Bu 2 sorunu ayrı ayrı düşününce aslında katlanalamayacak şeyler değil ama bunları birleştirince tüm yaşama sevincimi alıyor, özgür hissetmiyorum kendimi 24 saatten kendime ayırabildiğim 3 saat falan."


‘Mobbing ve uzun çalışma saatleriyle ömrünü tüketiyorsun‘
Olay sonrası Fırat Üniversitesi Tıp Fakültesinden bir öğrenci şunları söyledi: “Enes’in intiharı duyulduğunda sınıf gruplarında çok tepki çekti. Online sistemin acısı öğrencilerden çok fazla çıkarılıyor. Bizim tüm  sınavlarımız çok zor, TUS var zaten o en zoru. Okuldan bitince asistan doktor oluyorsun ve hep mobbing ve uzun çalışma saatleriyle ömrünü tüketiyorsun. Asistanlık bitiyor, rahata kavuştum derken hastaların doktorlara olan şiddetleri görülüyor.”


Aynı yurtta kalan bir arkadaşının sözleri de dikkat çekti; Bir şeyin farkına varın ki bugün benim arkadaşım ölmüş olabilir o buna cesaret etmiş olabilir ama orada bir yerlerde belki de arkadaşımız gibi binlerce genç bu baskı ve stres altında yaşamlarını devam ettirmeye çalışıyorlar.Bir şeylerin sorgulanması için illaki birisinin ölmeye cesaret etmesi mi gerekiyor? Birileri illaki zarar mı görmeli kör gözlerin açılması için????
Kendinizi sorgulayın artık!!!! Çevrenizi sorgulayın!!! Bugün son isteği öldükten sonra bankadaki parasıyla annesine fırın alınması olan bir çocuk öldü!!!!

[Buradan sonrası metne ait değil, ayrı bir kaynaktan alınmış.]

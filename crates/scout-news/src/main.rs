use anyhow::{Context, Result};
use chrono::Utc;
use clap::Parser;
use shared::{
    Analyst, Article, BatchData, ClaudeClient, Config, ContentFetcher, Enricher, NewsClient,
    RetryingGenerator, SamplingProfile, SatireConfig, ScoreCache, Scorer,
};

#[derive(Parser)]
#[command(name = "scout-news")]
#[command(about = "Fetch AI headlines, score their comedy potential, and save an enriched batch")]
struct Args {
    /// Search query for headlines
    #[arg(short, long, default_value = "artificial intelligence")]
    query: String,

    /// How many headlines to fetch
    #[arg(short, long, default_value = "20")]
    page_size: usize,

    /// Minimum comedy score to keep (overrides config)
    #[arg(short, long)]
    threshold: Option<i64>,

    /// Also run comedy-brief analysis on the enriched articles
    #[arg(long)]
    analyze: bool,
}

#[tokio::main]
async fn main() -> Result<()> {
    let args = Args::parse();
    let config = Config::from_env()?;
    let satire = SatireConfig::load()?;
    let threshold = args.threshold.unwrap_or(satire.scout.threshold);

    println!("📰 Fetching headlines for \"{}\"...", args.query);
    let news_client = NewsClient::new(config.newsapi_key)?;
    let articles: Vec<Article> = news_client
        .fetch_headlines(&args.query, args.page_size)
        .await
        .context("Failed to fetch headlines")?;

    if articles.is_empty() {
        println!("No usable headlines found for \"{}\".", args.query);
        return Ok(());
    }
    println!("✓ {} headlines fetched", articles.len());

    let cache_path = shared::get_default_cache_path()?;
    let cache = ScoreCache::open(&cache_path, satire.scout.cache_ttl_days)?;

    println!("\n🎭 Scoring comedy potential (threshold {})...", threshold);
    let scoring = RetryingGenerator::new(
        ClaudeClient::new(config.anthropic_api_key.clone(), SamplingProfile::scoring())?,
        satire.retry.clone(),
    );
    let scorer = Scorer::new(&scoring, &cache);
    let scored = scorer.score_batch(articles, threshold).await?;

    let purged = cache.purge_expired()?;
    if purged > 0 {
        println!("  (purged {} expired cache entries)", purged);
    }

    if scored.is_empty() {
        println!("Nothing scored above {} today. The news is too sane.", threshold);
        return Ok(());
    }
    println!("✓ {} stories above threshold", scored.len());

    println!("\n📄 Fetching full article text...");
    let fetcher = ContentFetcher::new(satire.scout.skip_domains.clone())?;
    let enricher = Enricher::new(&fetcher, satire.scout.enrich_cap);
    let enriched = enricher.enrich(scored).await?;

    if enriched.is_empty() {
        println!("Could not retrieve content for any story. Nothing to save.");
        return Ok(());
    }
    println!("✓ {} articles enriched", enriched.len());

    if args.analyze {
        println!("\n🔎 Extracting comedy briefs...");
        let analyst = Analyst::new(&scoring);
        let briefs = analyst.analyze_batch(&enriched).await;
        for brief in &briefs {
            for point in &brief.key_points {
                println!("  - {}", point);
            }
        }
    }

    let filename = format!("batch-{}.json", Utc::now().format("%Y%m%d-%H%M%S"));
    let data = BatchData::new(args.query, enriched);
    let filepath = shared::save_batch(&data, &filename).context("Failed to save batch")?;

    println!("\n✅ Batch saved to: {}", filepath.display());
    println!("Next: run write-script to turn it into a script.");

    Ok(())
}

Türk gençleri hayallelerinin peşinde gitmesi gereken bir çağda ölmeye zorlanıyor gencecik çocuklarımız; ölmek sadece bu hayatı bırakıp gitmek de değil, 
Kitap okuyamıyor, sinemaya gidemiyor, en basitinden bir kafeye gidip arkadaşları ile oturamıyor . Türk gençleri yaşayamıyorlar,
tüm umutları, hayalleri, varlıkları sömrülerek, yalnız bırakılarak öldürüyorlar onları …
Duyun bu çocukların sesini! Bu duruma ses çıkarmamak, durumu onaylamaktır! Yazık,gerçekten yazık.